Parenting a child who struggles to read can be both rewarding and enjoyable, opening up numerous avenues of growth for both academic and personal development. Although dyslexia, which is a neurological disorder that makes reading difficult, presents its own set of unique challenges, parents can still make lasting and significant differences in the lives of those afflicted by making diligent efforts with determination. In this article, we will explore the importance of patience and persistence in helping a dyslexic child and discuss effective strategies, including how to teach a child with dysgraphia, a related learning difficulty.

Understanding Dyslexia And Dysgraphia

Dyslexia: Dyslexia is a specific learning disability that predominantly impacts reading skills. Children living with dyslexia often struggle with decoding words, recognizing sight words and reading fluency. This condition often corresponds with difficulties in phonological processing – making connecting sounds to letters difficult.

Dysgraphia: Dysgraphia is another learning disability that hinders children’s ability to write legibly and coherently, manifested in difficulties with handwriting, spelling and organizing their thoughts on paper. Dysgraphia often co-occurs with dyslexia and compounds its difficulties when learning how to read and write.

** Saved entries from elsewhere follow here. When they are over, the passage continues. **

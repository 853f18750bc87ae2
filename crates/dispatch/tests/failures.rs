//! Integration tests for job failures and context discarding.

mod common;

use std::io::Write;
use std::sync::Arc;
use std::time::Duration;

use assert_matches::assert_matches;
use common::{plotly_export, start, start_with, wait_until, CollectingSink, ScriptedLink};
use kaleido_core::format::{ConverterAvailability, ExportFormat};
use kaleido_core::report::Outcome;
use kaleido_core::scope::Scope;
use kaleido_devtools::link::LinkError;
use kaleido_dispatch::{DispatchError, JobOrigin, Scheduler, SchedulerConfig};
use serde_json::json;

// ---------------------------------------------------------------------------
// Test: a tab detaching mid-injection fails the job and is discarded
// ---------------------------------------------------------------------------

#[tokio::test]
async fn detach_during_script_injection_discards_context() {
    let mut script = tempfile::NamedTempFile::new().unwrap();
    writeln!(script, "window.kaleido_scopes = {{ plotly: async () => ({{}}) }};").unwrap();

    let sink = Arc::new(CollectingSink::default());
    let scheduler = start(sink.clone());
    let doomed = ScriptedLink::new();
    doomed.hold("Runtime.compileScript");
    scheduler.submit_context(doomed.clone()).unwrap();

    let scope = Scope::new("plotly").unwrap().with_script(script.path());
    scheduler
        .post_job(JobOrigin::Request(1), common::export(ExportFormat::Png, scope))
        .unwrap();

    wait_until(|| doomed.count("Runtime.compileScript") == 1).await;
    let compiled = doomed.params_of("Runtime.compileScript");
    assert!(compiled[0]["expression"]
        .as_str()
        .unwrap()
        .contains("kaleido_scopes"));

    doomed.detach();
    let reports = sink.wait_for(1).await;
    assert_eq!(reports[0].id, Some(1));
    assert_eq!(reports[0].error_message(), Some("Context detached"));
    wait_until(|| doomed.is_closed()).await;

    // The held compile finally answers; nobody is listening any more.
    doomed.release("Runtime.compileScript");

    let fresh = ScriptedLink::new();
    let fresh_id = scheduler.submit_context(fresh.clone()).unwrap();
    scheduler
        .post_job(JobOrigin::Request(2), plotly_export())
        .unwrap();
    let reports = sink.wait_for(2).await;
    assert!(reports[1].is_success());
    assert_eq!(reports.len(), 2);
    assert_eq!(doomed.count("Runtime.runScript"), 0);

    wait_until(|| fresh.count("Runtime.callFunctionOn") == 1).await;
    let snap = scheduler.snapshot().await.unwrap();
    assert!(!snap.idle.contains(&1));
    assert!(snap.idle.contains(&fresh_id) || snap.in_flight.iter().any(|(_, c)| *c == fresh_id));
}

// ---------------------------------------------------------------------------
// Test: an idle tab that detaches leaves the pool and is closed
// ---------------------------------------------------------------------------

#[tokio::test]
async fn detached_idle_context_never_returns_to_pool() {
    let sink = Arc::new(CollectingSink::default());
    let scheduler = start(sink.clone());
    let lost = ScriptedLink::new();
    let spare = ScriptedLink::new();
    let lost_id = scheduler.submit_context(lost.clone()).unwrap();
    let spare_id = scheduler.submit_context(spare.clone()).unwrap();

    lost.detach();
    wait_until(|| lost.is_closed()).await;
    assert_eq!(scheduler.snapshot().await.unwrap().idle, vec![spare_id]);

    // The oldest idle tab would have been the lost one.
    scheduler
        .post_job(JobOrigin::Request(11), plotly_export())
        .unwrap();
    let reports = sink.wait_for(1).await;
    assert!(reports[0].is_success());
    assert!(lost.methods().is_empty());
    assert_eq!(spare.count("Runtime.callFunctionOn"), 1);

    let mut idle = Vec::new();
    for _ in 0..100 {
        idle = scheduler.snapshot().await.unwrap().idle;
        if !idle.is_empty() {
            break;
        }
        tokio::time::sleep(Duration::from_millis(5)).await;
    }
    assert_eq!(idle, vec![spare_id]);
    assert!(!idle.contains(&lost_id));
}

// ---------------------------------------------------------------------------
// Test: a second executionContextCreated does not advance the job twice
// ---------------------------------------------------------------------------

#[tokio::test]
async fn execution_context_handler_fires_once() {
    let sink = Arc::new(CollectingSink::default());
    let scheduler = start(sink.clone());
    let link = ScriptedLink::new();
    link.set_contexts_per_reload(2);
    scheduler.submit_context(link.clone()).unwrap();

    scheduler
        .post_job(JobOrigin::Request(3), plotly_export())
        .unwrap();
    let reports = sink.wait_for(1).await;
    tokio::time::sleep(Duration::from_millis(20)).await;

    assert_eq!(sink.len(), 1);
    assert!(reports[0].is_success());
    assert_eq!(link.count("Runtime.callFunctionOn"), 1);
    assert_eq!(link.params_of("Runtime.callFunctionOn")[0]["executionContextId"], 1);
}

// ---------------------------------------------------------------------------
// Test: a protocol error fails the job but keeps the context
// ---------------------------------------------------------------------------

#[tokio::test]
async fn protocol_error_recycles_context() {
    let sink = Arc::new(CollectingSink::default());
    let scheduler = start(sink.clone());
    let link = ScriptedLink::new();
    link.respond(
        "Runtime.callFunctionOn",
        Err(LinkError::Protocol {
            code: -32000,
            message: "Cannot find context".into(),
        }),
    );
    let context_id = scheduler.submit_context(link.clone()).unwrap();

    scheduler
        .post_job(JobOrigin::Request(4), plotly_export())
        .unwrap();
    let reports = sink.wait_for(1).await;
    let message = reports[0].error_message().unwrap();
    assert!(message.contains("Runtime.callFunctionOn"), "{message}");

    let mut idle = Vec::new();
    for _ in 0..100 {
        idle = scheduler.snapshot().await.unwrap().idle;
        if !idle.is_empty() {
            break;
        }
        tokio::time::sleep(Duration::from_millis(5)).await;
    }
    assert_eq!(idle, vec![context_id]);
    assert!(!link.is_closed());
}

// ---------------------------------------------------------------------------
// Test: a non-zero render code fails the job with the page's message
// ---------------------------------------------------------------------------

#[tokio::test]
async fn render_error_code_is_reported() {
    let sink = Arc::new(CollectingSink::default());
    let scheduler = start(sink.clone());
    let link = ScriptedLink::new();
    link.respond(
        "Runtime.callFunctionOn",
        Ok(json!({
            "result": {
                "type": "string",
                "value": r#"{"code":525,"message":"Invalid figure","result":null}"#,
            }
        })),
    );
    scheduler.submit_context(link.clone()).unwrap();

    scheduler
        .post_job(JobOrigin::Request(6), plotly_export())
        .unwrap();
    let reports = sink.wait_for(1).await;
    assert_eq!(reports[0].error_message(), Some("Invalid figure"));
}

// ---------------------------------------------------------------------------
// Test: a job past its deadline fails and its context is closed
// ---------------------------------------------------------------------------

#[tokio::test]
async fn timed_out_job_discards_context() {
    let sink = Arc::new(CollectingSink::default());
    let scheduler = start_with(sink.clone(), Some(Duration::from_millis(50)));
    let stuck = ScriptedLink::new();
    stuck.hold("Runtime.callFunctionOn");
    scheduler.submit_context(stuck.clone()).unwrap();

    scheduler
        .post_job(JobOrigin::Request(7), plotly_export())
        .unwrap();
    let reports = sink.wait_for(1).await;
    let message = reports[0].error_message().unwrap();
    assert!(message.contains("timed out"), "{message}");
    wait_until(|| stuck.is_closed()).await;

    stuck.release("Runtime.callFunctionOn");
    tokio::time::sleep(Duration::from_millis(20)).await;
    assert_eq!(sink.len(), 1);
    let snap = scheduler.snapshot().await.unwrap();
    assert!(snap.idle.is_empty());
    assert!(snap.in_flight.is_empty());
}

// ---------------------------------------------------------------------------
// Test: formats needing a missing converter never reach a tab
// ---------------------------------------------------------------------------

#[tokio::test]
async fn missing_converter_is_rejected_with_code() {
    let sink = Arc::new(CollectingSink::default());
    let config = SchedulerConfig {
        job_timeout: None,
        converters: ConverterAvailability {
            pdftops: false,
            inkscape: true,
        },
    };
    let scheduler = Scheduler::start(config, sink.clone());
    let link = ScriptedLink::new();
    scheduler.submit_context(link.clone()).unwrap();

    let result = scheduler.post_job(
        JobOrigin::Legacy,
        common::export(ExportFormat::Eps, Scope::new("plotly").unwrap()),
    );
    assert_matches!(result, Err(DispatchError::MissingConverter(_)));

    let reports = sink.reports();
    assert_eq!(reports.len(), 1);
    assert_eq!(reports[0].id, None);
    assert_matches!(
        &reports[0].outcome,
        Outcome::Failure { code: 530, message } if message.contains("pdftops")
    );
    tokio::time::sleep(Duration::from_millis(20)).await;
    assert!(link.methods().is_empty());
}
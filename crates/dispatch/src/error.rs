use kaleido_core::format::Converter;
use kaleido_devtools::link::LinkError;

#[derive(Debug, thiserror::Error)]
pub enum DispatchError {
    /// The pairing lane has been retired.
    #[error("cancelled: shutting down")]
    ShutDown,

    #[error("{}", .0.missing_message())]
    MissingConverter(Converter),

    #[error("Failed to create context: {0}")]
    ContextCreation(#[from] LinkError),
}
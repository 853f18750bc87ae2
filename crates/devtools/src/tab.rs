//! Browser tabs as [`ProtocolLink`]s.
//!
//! Each tab is a page target attached with a flattened session, so all
//! tabs share the browser connection and are told apart by `sessionId`.

use std::sync::atomic::{AtomicBool, Ordering};
use std::sync::Arc;

use async_trait::async_trait;
use serde_json::{json, Value};

use crate::link::{ContextFactory, EventHandler, HandlerToken, LinkError, ProtocolLink};
use crate::messages::{AttachToTargetResult, CreateTargetResult};
use crate::processor::Router;

/// One attached page target.
pub struct TabLink {
    router: Arc<Router>,
    target_id: String,
    session_id: String,
    closed: AtomicBool,
}

impl TabLink {
    pub fn target_id(&self) -> &str {
        &self.target_id
    }

    pub fn session_id(&self) -> &str {
        &self.session_id
    }
}

#[async_trait]
impl ProtocolLink for TabLink {
    async fn send_command(&self, method: &str, params: Value) -> Result<Value, LinkError> {
        if self.closed.load(Ordering::Acquire) {
            return Err(LinkError::Closed);
        }
        self.router
            .call(Some(self.session_id.as_str()), method, params)
            .await
    }

    fn add_event_handler(&self, event: &str, handler: EventHandler) -> HandlerToken {
        self.router.subscribe(Some(self.session_id.as_str()), event, handler)
    }

    fn remove_event_handler(&self, token: HandlerToken) -> bool {
        self.router.unsubscribe(token)
    }

    async fn close(&self) -> Result<(), LinkError> {
        if self.closed.swap(true, Ordering::AcqRel) {
            return Ok(());
        }
        self.router.forget_session(&self.session_id);
        self.router.fail_session(&self.session_id, LinkError::Closed);
        if self.router.is_closed() {
            return Ok(());
        }
        self.router
            .call(
                None,
                "Target.closeTarget",
                json!({ "targetId": self.target_id }),
            )
            .await?;
        tracing::debug!(target_id = %self.target_id, "Tab closed");
        Ok(())
    }
}

/// Opens new tabs on a browser connection.
#[derive(Clone)]
pub struct TabFactory {
    router: Arc<Router>,
    page_url: String,
}

impl TabFactory {
    pub fn new(router: Arc<Router>, page_url: impl Into<String>) -> Self {
        Self {
            router,
            page_url: page_url.into(),
        }
    }

    /// Create a page target and attach to it.
    pub async fn open_tab(&self) -> Result<TabLink, LinkError> {
        let created: CreateTargetResult = decode(
            self.router
                .call(None, "Target.createTarget", json!({ "url": self.page_url }))
                .await?,
        )?;
        let attached: AttachToTargetResult = decode(
            self.router
                .call(
                    None,
                    "Target.attachToTarget",
                    json!({ "targetId": created.target_id, "flatten": true }),
                )
                .await?,
        )?;

        tracing::info!(
            target_id = %created.target_id,
            session_id = %attached.session_id,
            "Tab attached",
        );

        Ok(TabLink {
            router: Arc::clone(&self.router),
            target_id: created.target_id,
            session_id: attached.session_id,
            closed: AtomicBool::new(false),
        })
    }
}

#[async_trait]
impl ContextFactory for TabFactory {
    async fn create_link(&self) -> Result<Arc<dyn ProtocolLink>, LinkError> {
        let link: Arc<dyn ProtocolLink> = Arc::new(self.open_tab().await?);
        Ok(link)
    }
}

fn decode<T: serde::de::DeserializeOwned>(value: Value) -> Result<T, LinkError> {
    serde_json::from_value(value).map_err(|e| LinkError::Encoding(e.to_string()))
}

#[cfg(test)]
mod tests {
    use super::*;
    use tokio::sync::mpsc;
    use tokio_tungstenite::tungstenite::Message;

    /// Answer every command on `rx` from a fixed script of results.
    fn fake_browser(
        router: Arc<Router>,
        mut rx: mpsc::UnboundedReceiver<Message>,
        results: Vec<Value>,
    ) -> tokio::task::JoinHandle<Vec<Value>> {
        tokio::spawn(async move {
            let mut seen = Vec::new();
            for result in results {
                let Some(Message::Text(text)) = rx.recv().await else {
                    break;
                };
                let frame: Value = serde_json::from_str(&text).unwrap();
                let reply = json!({ "id": frame["id"], "result": result });
                seen.push(frame);
                router.handle_text(&reply.to_string());
            }
            seen
        })
    }

    #[tokio::test]
    async fn open_tab_creates_and_attaches() {
        let (tx, rx) = mpsc::unbounded_channel();
        let router = Arc::new(Router::new(tx));
        let browser = fake_browser(
            Arc::clone(&router),
            rx,
            vec![json!({"targetId": "T1"}), json!({"sessionId": "S1"})],
        );

        let tab = TabFactory::new(Arc::clone(&router), "about:blank")
            .open_tab()
            .await
            .unwrap();
        assert_eq!(tab.target_id(), "T1");
        assert_eq!(tab.session_id(), "S1");

        let frames = browser.await.unwrap();
        assert_eq!(frames[0]["method"], "Target.createTarget");
        assert_eq!(frames[0]["params"]["url"], "about:blank");
        assert_eq!(frames[1]["params"]["flatten"], true);
    }

    #[tokio::test]
    async fn closed_tab_rejects_commands() {
        let (tx, rx) = mpsc::unbounded_channel();
        let router = Arc::new(Router::new(tx));
        let browser = fake_browser(
            Arc::clone(&router),
            rx,
            vec![json!({"targetId": "T1"}), json!({"sessionId": "S1"}), json!({})],
        );
        let tab = TabFactory::new(Arc::clone(&router), "about:blank")
            .open_tab()
            .await
            .unwrap();

        tab.close().await.unwrap();
        tab.close().await.unwrap();
        assert_eq!(
            tab.send_command("Page.reload", json!({})).await,
            Err(LinkError::Closed)
        );
        let frames = browser.await.unwrap();
        assert_eq!(frames[2]["method"], "Target.closeTarget");
    }

    #[tokio::test]
    async fn detached_idle_tab_fails_fatally() {
        let (tx, rx) = mpsc::unbounded_channel();
        let router = Arc::new(Router::new(tx));
        let browser = fake_browser(
            Arc::clone(&router),
            rx,
            vec![json!({"targetId": "T1"}), json!({"sessionId": "S1"})],
        );
        let tab = TabFactory::new(Arc::clone(&router), "about:blank")
            .open_tab()
            .await
            .unwrap();
        browser.await.unwrap();

        router.handle_text(
            r#"{"method": "Target.detachedFromTarget", "params": {"sessionId": "S1", "targetId": "T1"}}"#,
        );
        let err = tab.send_command("Page.enable", json!({})).await.unwrap_err();
        assert_eq!(err, LinkError::Detached);
        assert!(err.is_fatal());
    }
}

The Importance Of Patience

Recognizing and Celebrating Individual Progress: One of the key components of assisting children who have dyslexia to reach success lies in recognising and celebrating individual development. Because each kid with dyslexia is affected differently, no single method exists that will ensure effective education about dyslexia. Therefore, it’s crucial that you show patience as your child navigates life alone rather than compare their path with that of other pupils.

Building Self-Esteem: Dyslexic children often struggle with low self-esteem due to scholastic difficulties; therefore, providing them with an encouraging and supportive atmosphere is key in order to boost confidence levels and raise levels of self-esteem; positive reinforcement can further assist them.

Allowing for Mistakes: Mistakes are an integral part of the learning process, and dyslexic children may make more of them. Be patient when they make errors in reading, writing, or spelling. Correcting mistakes with kindness and providing constructive feedback can help them improve without feeling discouraged.

Avoiding Pressure: Pressuring a dyslexic child to perform at a certain level or pace can create unnecessary anxiety. Instead, focus on their efforts and progress – no matter how small. Patience allows your child to learn at their own pace while gradually building skills.

The Importance Of Persistence

Consistent Practice: Dyslexic children benefit from consistent and structured practice. Persistence in providing regular reading and writing opportunities, even when they resist or become frustrated, is crucial. Set aside dedicated time for these activities to build their skills gradually.

Multi-Sensory Approaches: Employing multi-sensory teaching techniques can significantly aid dyslexic children in their learning journey. These approaches engage multiple senses, such as sight, hearing, and touch, to reinforce learning. For example, use textured letters for tactile feedback when teaching them to write.

Individualized Learning Plans: Consider creating an Individualized Education Plan (IEP) or 504 plan together with the school to address your child’s unique needs and help him/her flourish academically. Such plans offer tailored support, accommodations and resources designed to enable your child’s success.

Access to Assistive Technology: Persistence involves exploring and using assistive technology tools and apps designed specifically for dyslexic children that will make reading and writing simpler and more accessible to them – creating an enjoyable reading and writing experience for them.

How To Teach A Child With Dysgraphia?

Handwriting Practice: Start with basic handwriting exercises, emphasizing proper letter formation and size. Encourage your child to practice regularly, and provide tools like lined paper or specialized handwriting worksheets.

Keyboarding Skills: Introduce keyboarding skills early on, as typing can be less challenging for dysgraphic children than handwriting. Teach them to touch typing and provide opportunities to practice on a computer.

Visual Aids: Use visual aids like letter tracing sheets or highlighted paper with raised lines to help your child maintain proper spacing and alignment when writing.

Dictation Software: Explore dictation software that allows your child to speak their thoughts and have them converted into text. This can alleviate the frustration associated with writing difficulties.


Patience and persistence are keys to successfully helping dyslexic children navigate the difficulties associated with learning to read and write. Dyslexia and dysgraphia may pose barriers, but with the right approach parents can empower their child’s success.

Remind yourself that each child is an individual, and their progress may differ significantly. Celebrate small victories, provide consistent support, and tailor strategies specifically to their needs – creating a patient and persistent learning environment will allow your dyslexic child to build the skills and confidence to overcome challenges and excel.